- [WHAT TO PRODUCE]:
Go through the material and copy each line that includes "Result".

○ ○ ○ ○ ○ ○ ○

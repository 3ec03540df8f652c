//! Process configuration. Grounded on `internal/config/config.go`: load
//! from environment variables with defaults, then validate required
//! fields before the server starts.

use std::env;
use std::time::Duration;

use crate::error::{Result, SyncError};
use crate::strategy::StrategyKind;

#[derive(Debug, Clone)]
pub struct Config {
    pub port: u16,
    pub shutdown_timeout: Duration,
    pub jwt_secret: String,
    pub storage_path: String,
    pub sync_strategy: StrategyKind,
    pub nats_urls: Vec<String>,
    pub region: String,
    pub server_id: String,
    pub webhook_url: Option<String>,
    pub log_format: String,
    pub log_level: String,
}

impl Config {
    /// Reads configuration from environment variables, applying defaults.
    /// Does not validate — call [`Config::validate`] before using it to
    /// build the server.
    pub fn load() -> Self {
        let port = env_var("PORT")
            .and_then(|v| v.parse().ok())
            .unwrap_or(8080);

        let shutdown_timeout_secs = env_var("SHUTDOWN_TIMEOUT_SECONDS")
            .and_then(|v| v.parse::<u64>().ok())
            .filter(|&s| s > 0)
            .unwrap_or(30);

        let nats_urls = env_var("NATS_URL")
            .map(|v| split_trim(&v))
            .unwrap_or_default();

        let server_id = env_var("SERVER_ID").unwrap_or_else(|| {
            if nats_urls.is_empty() {
                String::new()
            } else {
                format!("sync-server-{port}")
            }
        });

        let sync_strategy = env_var("SYNC_STRATEGY")
            .and_then(|v| StrategyKind::parse(&v))
            .unwrap_or(StrategyKind::Automerge);

        Self {
            port,
            shutdown_timeout: Duration::from_secs(shutdown_timeout_secs),
            jwt_secret: env_var("ETHERPLY_JWT_SECRET").unwrap_or_default(),
            storage_path: env_var("STORAGE_PATH").unwrap_or_else(|| "./etherply.db".to_string()),
            sync_strategy,
            nats_urls,
            region: env_var("REGION").unwrap_or_else(|| "default".to_string()),
            server_id,
            webhook_url: env_var("WEBHOOK_URL"),
            log_format: env_var("LOG_FORMAT").unwrap_or_else(|| "json".to_string()),
            log_level: env_var("LOG_LEVEL").unwrap_or_else(|| "info".to_string()),
        }
    }

    /// Checks required configuration; called once at startup before any
    /// component is constructed.
    pub fn validate(&self) -> Result<()> {
        if self.jwt_secret.is_empty() {
            return Err(SyncError::InvalidArgument(
                "ETHERPLY_JWT_SECRET: required for secure operation".into(),
            ));
        }
        match StrategyKind::parse(self.sync_strategy.name()) {
            Some(_) => Ok(()),
            None => Err(SyncError::InvalidArgument(
                "SYNC_STRATEGY: must be one of: automerge, lww, server-auth".into(),
            )),
        }
    }

    pub fn replication_enabled(&self) -> bool {
        !self.nats_urls.is_empty()
    }
}

fn env_var(key: &str) -> Option<String> {
    env::var(key).ok().filter(|v| !v.is_empty())
}

fn split_trim(s: &str) -> Vec<String> {
    s.split(',')
        .map(|p| p.trim().to_string())
        .filter(|p| !p.is_empty())
        .collect()
}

○ ○ ○ ○ ○ ○ ○

- [WRITTEN SOLUTION]:
use crate::error::{Result, SyncError};
    pub fn validate(&self) -> Result<()> {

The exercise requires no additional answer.